Data extract:
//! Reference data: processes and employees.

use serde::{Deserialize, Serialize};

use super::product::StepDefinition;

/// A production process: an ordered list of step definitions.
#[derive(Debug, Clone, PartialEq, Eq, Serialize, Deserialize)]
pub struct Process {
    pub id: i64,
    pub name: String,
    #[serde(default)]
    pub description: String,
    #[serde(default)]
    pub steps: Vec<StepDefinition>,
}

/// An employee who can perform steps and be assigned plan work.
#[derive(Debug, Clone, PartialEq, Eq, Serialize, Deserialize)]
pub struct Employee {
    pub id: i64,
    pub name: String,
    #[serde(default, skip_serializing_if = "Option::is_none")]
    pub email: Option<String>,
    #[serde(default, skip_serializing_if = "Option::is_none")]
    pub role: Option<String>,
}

Exercise goal: Copy the entries exactly, leaving no line out.

Written response:
//! Reference data: processes and employees.

use serde::{Deserialize, Serialize};

use super::product::StepDefinition;

/// A production process: an ordered list of step definitions.
#[derive(Debug, Clone, PartialEq, Eq, Serialize, Deserialize)]
pub struct Process {
    pub id: i64,
    pub name: String,
    #[serde(default)]
    pub description: String,
    #[serde(default)]
    pub steps: Vec<StepDefinition>,
}

/// An employee who can perform steps and be assigned plan work.
#[derive(Debug, Clone, PartialEq, Eq, Serialize, Deserialize)]
pub struct Employee {
    pub id: i64,
    pub name: String,
    #[serde(default, skip_serializing_if = "Option::is_none")]
    pub email: Option<String>,
    #[serde(default, skip_serializing_if = "Option::is_none")]
    pub role: Option<String>,
}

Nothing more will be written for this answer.